Although the present invention is illustrated using above-mentioned preferred embodiment, so it is not limited to the protection model of the present invention Enclose, any those skilled in the art carry out various changes within without departing from the spirit and scope of the present invention with respect to above-described embodiment It is dynamic still to belong to the scope that the present invention is protected with modification, therefore protection scope of the present invention is by being defined that claims are defined.

Claims

1. a kind of measuring method of total oxygen glass hydroxyl activation energy, it is characterised in that comprise the steps：

S1：Sample is made into the glass bar of predefined size；

2. the measuring method of total oxygen glass hydroxyl activation energy as claimed in claim 1, it is characterised in that the step S3 bag Include：

S31：The corresponding ln τ～T-1 curves of glass bar are obtained according to temperature relaxation spectrogram；

S32：According to Arrhenius crow equation, to ln τ～T-1 curve matchings, the corresponding activation energy of glass bar is obtained.

3. the measuring method of total oxygen glass hydroxyl activation energy as claimed in claim 2, it is characterised in that：In step S31, The corresponding ln τ～T-1 curves of glass bar are obtained by the peak temperature in quasi- α relaxation regions in temperature relaxation spectrogram.

4. the measuring method of total oxygen glass hydroxyl activation energy as claimed in claim 1, it is characterised in that：In step S1, The length of glass bar is between 20-40cm, diameter between 2-4cm.

5. the measuring method of total oxygen glass hydroxyl activation energy as claimed in claim 1, it is characterised in that：In step S2, The amplitude of dynamic thermo-mechanical analsis instrument is between 5-15 μm.

6. the measuring method of total oxygen glass hydroxyl activation energy as claimed in claim 1, it is characterised in that：In step S2, The heating rate of dynamic thermo-mechanical analsis instrument is between 0.5-1.5 DEG C/min.
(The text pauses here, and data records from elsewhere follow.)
//! Harvested record types

use mapharvest_core::ElementRef;
use once_cell::sync::Lazy;
use regex::Regex;
use serde::{Deserialize, Serialize};

/// Characters of review text that take part in the fingerprint.
pub const FINGERPRINT_PREFIX_CHARS: usize = 100;

static PIN_COORDS: Lazy<Regex> =
    Lazy::new(|| Regex::new(r"!3d(-?\d+\.\d+)!4d(-?\d+\.\d+)").expect("valid regex"));
static VIEWPORT_COORDS: Lazy<Regex> =
    Lazy::new(|| Regex::new(r"/@(-?\d+\.\d+),(-?\d+\.\d+)").expect("valid regex"));

/// A rendered list entry that has not been materialized yet.
#[derive(Debug, Clone, PartialEq, Eq)]
pub struct ItemHandle {
    pub element: ElementRef,
    /// Natural key, e.g. the entry's href
    pub key: String,
    /// Display text readable without navigation
    pub label: String,
}

#[derive(Debug, Clone, PartialEq, Serialize, Deserialize)]
pub struct PlaceRecord {
    pub name: String,
    pub link: String,
    pub latitude: Option<f64>,
    pub longitude: Option<f64>,
    pub address: String,
    pub phone: String,
    pub category: String,
}

impl PlaceRecord {
    /// A record with coordinates taken from the link and empty detail fields.
    pub fn from_link(name: impl Into<String>, link: impl Into<String>) -> Self {
        let link = link.into();
        let (latitude, longitude) = match parse_lat_lng(&link) {
            Some((lat, lng)) => (Some(lat), Some(lng)),
            None => (None, None),
        };
        Self {
            name: name.into(),
            link,
            latitude,
            longitude,
            address: String::new(),
            phone: String::new(),
            category: String::new(),
        }
    }
}

#[derive(Debug, Clone, PartialEq, Eq, Serialize, Deserialize)]
pub struct ReviewRecord {
    #[serde(rename = "nama_tempat", alias = "place_name")]
    pub place_name: String,
    pub username: String,
    pub rating: String,
    pub review: String,
}

impl ReviewRecord {
    pub fn fingerprint(&self) -> Fingerprint {
        Fingerprint::of(&self.username, &self.review)
    }

    pub fn numeric_rating(&self) -> Option<f64> {
        self.rating.replace(',', ".").parse::<f64>().ok()
    }
}

/// Content identity of a review: no platform id is exposed.
#[derive(Debug, Clone, PartialEq, Eq, Hash)]
pub struct Fingerprint {
    pub username: String,
    pub prefix: String,
}

impl Fingerprint {
    pub fn of(username: &str, text: &str) -> Self {
        Self {
            username: username.to_string(),
            prefix: text.chars().take(FINGERPRINT_PREFIX_CHARS).collect(),
        }
    }
}

/// Coordinates embedded in a place link: the pin (`!3d..!4d..`) first, then the viewport (`/@lat,lng`).
pub fn parse_lat_lng(link: &str) -> Option<(f64, f64)> {
    [&*PIN_COORDS, &*VIEWPORT_COORDS].iter().find_map(|re| {
        let caps = re.captures(link)?;
        let lat = caps.get(1)?.as_str().parse().ok()?;
        let lng = caps.get(2)?.as_str().parse().ok()?;
        Some((lat, lng))
    })
}

/// Mean of the ratings that parse as numbers.
pub fn mean_rating(reviews: &[ReviewRecord]) -> Option<f64> {
    let ratings: Vec<f64> = reviews.iter().filter_map(|r| r.numeric_rating()).collect();
    if ratings.is_empty() {
        return None;
    }
    Some(ratings.iter().sum::<f64>() / ratings.len() as f64)
}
7. the measuring method of total oxygen glass hydroxyl activation energy as claimed in claim 1, it is characterised in that：In step S2, The operating temperature of dynamic thermo-mechanical analsis instrument is between 50-590 degree Celsius.

8. the measuring method of total oxygen glass hydroxyl activation energy as claimed in claim 1, it is characterised in that：In step S2, The measure frequency of dynamic thermo-mechanical analsis instrument is between 0.1-15.0Hz.